▶ **ASSIGNMENT**:
The answer is the complete listing below, written out again exactly.

▶ **DATA PROVIDED**:

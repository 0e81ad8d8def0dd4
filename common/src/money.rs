//! [`Money`]-related definitions.

use std::{fmt, str::FromStr};

#[cfg(feature = "postgres")]
use postgres_types::{FromSql, ToSql};
use rust_decimal::Decimal;

/// Non-negative amount of money.
///
/// All amounts are expressed in the single currency the platform operates
/// with.
#[derive(Clone, Copy, Debug, Default, Eq, Hash, Ord, PartialEq, PartialOrd)]
#[cfg_attr(feature = "postgres", derive(FromSql, ToSql), postgres(transparent))]
#[cfg_attr(
    feature = "serde",
    derive(serde::Serialize, serde::Deserialize),
    serde(try_from = "Decimal", into = "Decimal")
)]
pub struct Money(Decimal);

impl Money {
    /// Zero amount of [`Money`].
    pub const ZERO: Self = Self(Decimal::ZERO);

    /// Creates a new [`Money`] if the provided `amount` is not negative.
    #[must_use]
    pub fn new(amount: Decimal) -> Option<Self> {
        (!amount.is_sign_negative() || amount.is_zero())
            .then_some(Self(amount.normalize()))
    }

    /// Returns the amount of this [`Money`].
    #[must_use]
    pub const fn amount(&self) -> Decimal {
        self.0
    }

    /// Indicates whether this [`Money`] is exactly zero.
    #[must_use]
    pub fn is_zero(&self) -> bool {
        self.0.is_zero()
    }

    /// Multiplies this [`Money`] by the provided `times`.
    ///
    /// [`None`] is returned on overflow.
    #[must_use]
    pub fn checked_times(self, times: u32) -> Option<Self> {
        self.0.checked_mul(Decimal::from(times)).map(Self)
    }
}

impl fmt::Display for Money {
    fn fmt(&self, f: &mut fmt::Formatter<'_>) -> fmt::Result {
        fmt::Display::fmt(&self.0.normalize(), f)
    }
}

impl FromStr for Money {
    type Err = &'static str;

    fn from_str(s: &str) -> Result<Self, Self::Err> {
        let amount = Decimal::from_str(s).map_err(|_| "invalid amount")?;
        Self::new(amount).ok_or("negative amount")
    }
}

impl TryFrom<Decimal> for Money {
    type Error = &'static str;

    fn try_from(amount: Decimal) -> Result<Self, Self::Error> {
        Self::new(amount).ok_or("negative amount")
    }
}

impl From<Money> for Decimal {
    fn from(money: Money) -> Self {
        money.0
    }
}

#[cfg(test)]
mod spec {
    use std::str::FromStr as _;

    use rust_decimal::Decimal;

    use super::Money;

    fn money(s: &str) -> Money {
        Money::from_str(s).unwrap()
    }

    #[test]
    fn from_str() {
        assert_eq!(money("123.45").amount(), Decimal::new(12345, 2));
        assert_eq!(money("0"), Money::ZERO);

        assert!(Money::from_str("-1").is_err());
        assert!(Money::from_str("12USD").is_err());
        assert!(Money::from_str("").is_err());
    }

    #[test]
    fn to_string() {
        assert_eq!(money("123.45").to_string(), "123.45");
        assert_eq!(money("123.00").to_string(), "123");
        assert_eq!(money("123.0").to_string(), "123");
        assert_eq!(money("123").to_string(), "123");
    }

    #[test]
    fn times() {
        assert_eq!(money("100").checked_times(3), Some(money("300")));
        assert_eq!(money("99.5").checked_times(2), Some(money("199")));
        assert_eq!(money("100").checked_times(0), Some(Money::ZERO));
        assert_eq!(
            Money::new(Decimal::MAX).unwrap().checked_times(2),
            None,
        );
    }
}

▶ **WRITTEN REPLY**:
repository 0e81ad8d8def0dd4
filename common/src/money.rs
//! [`Money`]-related definitions.

use std::{fmt, str::FromStr};

#[cfg(feature = "postgres")]
use postgres_types::{FromSql, ToSql};
use rust_decimal::Decimal;

/// Non-negative amount of money.
///
/// All amounts are expressed in the single currency the platform operates
/// with.
#[derive(Clone, Copy, Debug, Default, Eq, Hash, Ord, PartialEq, PartialOrd)]
#[cfg_attr(feature = "postgres", derive(FromSql, ToSql), postgres(transparent))]
#[cfg_attr(
    feature = "serde",
    derive(serde::Serialize, serde::Deserialize),
    serde(try_from = "Decimal", into = "Decimal")
)]
pub struct Money(Decimal);

impl Money {
    /// Zero amount of [`Money`].
    pub const ZERO: Self = Self(Decimal::ZERO);

    /// Creates a new [`Money`] if the provided `amount` is not negative.
    #[must_use]
    pub fn new(amount: Decimal) -> Option<Self> {
        (!amount.is_sign_negative() || amount.is_zero())
            .then_some(Self(amount.normalize()))
    }

    /// Returns the amount of this [`Money`].
    #[must_use]
    pub const fn amount(&self) -> Decimal {
        self.0
    }

    /// Indicates whether this [`Money`] is exactly zero.
    #[must_use]
    pub fn is_zero(&self) -> bool {
        self.0.is_zero()
    }

    /// Multiplies this [`Money`] by the provided `times`.
    ///
    /// [`None`] is returned on overflow.
    #[must_use]
    pub fn checked_times(self, times: u32) -> Option<Self> {
        self.0.checked_mul(Decimal::from(times)).map(Self)
    }
}

impl fmt::Display for Money {
    fn fmt(&self, f: &mut fmt::Formatter<'_>) -> fmt::Result {
        fmt::Display::fmt(&self.0.normalize(), f)
    }
}

impl FromStr for Money {
    type Err = &'static str;

    fn from_str(s: &str) -> Result<Self, Self::Err> {
        let amount = Decimal::from_str(s).map_err(|_| "invalid amount")?;
        Self::new(amount).ok_or("negative amount")
    }
}

impl TryFrom<Decimal> for Money {
    type Error = &'static str;

    fn try_from(amount: Decimal) -> Result<Self, Self::Error> {
        Self::new(amount).ok_or("negative amount")
    }
}

impl From<Money> for Decimal {
    fn from(money: Money) -> Self {
        money.0
    }
}

#[cfg(test)]
mod spec {
    use std::str::FromStr as _;

    use rust_decimal::Decimal;

    use super::Money;

    fn money(s: &str) -> Money {
        Money::from_str(s).unwrap()
    }

    #[test]
    fn from_str() {
        assert_eq!(money("123.45").amount(), Decimal::new(12345, 2));
        assert_eq!(money("0"), Money::ZERO);

        assert!(Money::from_str("-1").is_err());
        assert!(Money::from_str("12USD").is_err());
        assert!(Money::from_str("").is_err());
    }

    #[test]
    fn to_string() {
        assert_eq!(money("123.45").to_string(), "123.45");
        assert_eq!(money("123.00").to_string(), "123");
        assert_eq!(money("123.0").to_string(), "123");
        assert_eq!(money("123").to_string(), "123");
    }

    #[test]
    fn times() {
        assert_eq!(money("100").checked_times(3), Some(money("300")));
        assert_eq!(money("99.5").checked_times(2), Some(money("199")));
        assert_eq!(money("100").checked_times(0), Some(Money::ZERO));
        assert_eq!(
            Money::new(Decimal::MAX).unwrap().checked_times(2),
            None,
        );
    }
}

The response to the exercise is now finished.